In June 1998, the Financial Accounting Standards Board ("FASB") issued
Financial Accounting Standard No. 133, "Accounting for Derivative Instruments
and Hedging Activities." This Statement establishes accounting and reporting
standards for derivative instruments, including certain derivative instruments
embedded in other contracts, (collectively referred to as derivatives) and for
hedging activities. It requires that an entity recognize all derivatives as
either assets or liabilities in its balance sheet and measure those instruments
at fair market value. Under this Statement, an entity that elects to apply
hedge accounting is required to establish at the inception of the hedge the
method it will use for assessing the effectiveness of the hedging derivative
and the measurement approach for determining the ineffective aspect of the
hedge. In June 1999, FASB issued Statement No. 137, "Accounting for Derivative
Instruments and Hedging Activities - Deferral of the Effective Date of Statement
No. 133" which defers the effective date of Statement No. 133. Statement No.
133 is now effective for all fiscal quarters of fiscal years beginning after
June 15, 2000. This Statement is not expected to have a material effect on the
Company's consolidated financial statements.
<PAGE>
Liquidity and Capital Resources
The Bank must maintain a sufficient amount of cash and assets which can
readily be converted into cash in order to meet cash outflows from normal
depositor requirements and loan demands. The Bank's primary sources of funds
are deposits, loan amortization and prepayments, sales or maturities of
investment securities and income on earning assets. In addition to loan
payments and maturing investment securities, which are relatively predictable
sources of funds, the Bank maintains a high percentage of its assets invested
in overnight federal funds sold, which can be immediately converted into cash
and United States Treasury and Government agency securities, which can be sold
or pledged to raise funds. At September 30, 1999 the Bank had $111.1 million
or 11.9% of total assets and $141.7 million or 15.2% of total assets invested,
respectively, in overnight federal funds sold and United States obligations.

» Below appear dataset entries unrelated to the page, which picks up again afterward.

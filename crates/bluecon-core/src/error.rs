// SPDX-FileCopyrightText: 2026 BlueCon Contributors
// SPDX-License-Identifier: MIT OR Apache-2.0

//! Error types for the BlueCon client.

use thiserror::Error;

/// Boxed error source carried by the wrapping variants.
pub type BoxError = Box<dyn std::error::Error + Send + Sync>;

/// The primary error type used across all BlueCon traits and operations.
#[derive(Debug, Error)]
pub enum BlueconError {
    /// Configuration errors (missing credentials, invalid header values).
    #[error("configuration error: {0}")]
    Config(String),

    /// Token exchange or refresh failed. Never retried internally.
    #[error("authentication error: {message}")]
    Authentication {
        message: String,
        source: Option<BoxError>,
    },

    /// HTTP or network failure on a vendor or provider request.
    #[error("transport error: {message}")]
    Transport {
        message: String,
        source: Option<BoxError>,
    },

    /// A push payload could not be decoded into a notification.
    #[error("decode error: {0}")]
    Decode(String),

    /// Persistence backend failure (I/O, serialization).
    #[error("storage error: {source}")]
    Storage { source: BoxError },

    /// Push-provider registration failed (checkin, installation, register).
    #[error("push registration error: {message}")]
    Registration {
        message: String,
        source: Option<BoxError>,
    },

    /// Listener lifecycle misuse or failure of the listener thread.
    #[error("listener error: {0}")]
    Listener(String),

    /// Operation timed out.
    #[error("operation timed out after {duration:?}")]
    Timeout { duration: std::time::Duration },
}

impl BlueconError {
    /// Wraps a `reqwest`-style failure as a [`BlueconError::Transport`].
    pub fn transport<E>(message: impl Into<String>, source: E) -> Self
    where
        E: std::error::Error + Send + Sync + 'static,
    {
        Self::Transport {
            message: message.into(),
            source: Some(Box::new(source)),
        }
    }

    /// Wraps a persistence failure as a [`BlueconError::Storage`].
    pub fn storage<E>(source: E) -> Self
    where
        E: std::error::Error + Send + Sync + 'static,
    {
        Self::Storage {
            source: Box::new(source),
        }
    }

    /// Returns true for errors raised by the OAuth layer.
    pub fn is_authentication(&self) -> bool {
        matches!(self, Self::Authentication { .. })
    }
}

The Bank is a Federal Deposit Insurance Corporation ("FDIC") insured
institution subject to the FDIC regulatory capital requirements. The FDIC
regulations require all FDIC insured institutions to maintain minimum levels
of Tier 1 capital. Highly rated banks (i.e., those with a composite rating
of 1 under the CAMEL rating system) are required to maintain a minimum leverage
ratio of Tier 1 capital to total assets of at least 3.00%. An additional 100
to 200 basis points are required for all but these most highly rated
institutions. The Bank is also required to maintain a minimum level of
risk-based capital. Under the new risk-based capital standards, FDIC insured
institutions must maintain a Tier 1 capital to risk-weighted assets ratio of
4.00% and are generally expected to meet a minimum total qualifying capital to
risk-weighted assets ratio of 8.00%. The new risk-based capital guidelines
take into consideration risk factors, as defined by the regulators, associated
with various categories of assets, both on and off the balance sheet. Under
the guidelines, capital strength is measured in two tiers which are used in
conjunction with risk adjusted assets to determine the risk-based capital
ratios. Tier II components include supplemental capital components such as
qualifying allowance for loan losses and qualifying subordinated debt and up to
45 percent of the pre-tax net unrealized holding gains on certain available for
sale equity securities. Tier I plus the Tier II capital components is referred
to as total qualifying capital.
The capital ratios of the Bank and the Company currently exceed the
minimum regulatory requirements. At September 30, 1999, the Bank had a leverage
Tier I capital to total assets ratio of 10.48%, a Tier I capital to risk-
weighted assets ratio of 31.38% and a total capital to risk-weighted assets
ratio of 33.22%. The Company, on a consolidated basis, had ratios of leverage
Tier I capital to total assets of 10.50%, Tier I capital to risk-weighted assets
of 31.42% and total capital to risk-weighted assets of 33.26% at September 30,
1999.
<PAGE>
Impact of the Year 2000 Issue
As we near the 21st century, MASSBANK is taking important steps to tackle
the computer glitch dubbed the Year 2000 Problem, Y2K, or Millennium Bug. The
problem originated from software designers' attempt to save memory by recording
years in a two-digit format - "98" instead of "1998" for example - but didn't
take into account that the year 2000, or "00" could also be interpreted, by any
system that has time sensitive software, as the year 1900 rather than the year
2000. This could result in a system failure or in miscalculations.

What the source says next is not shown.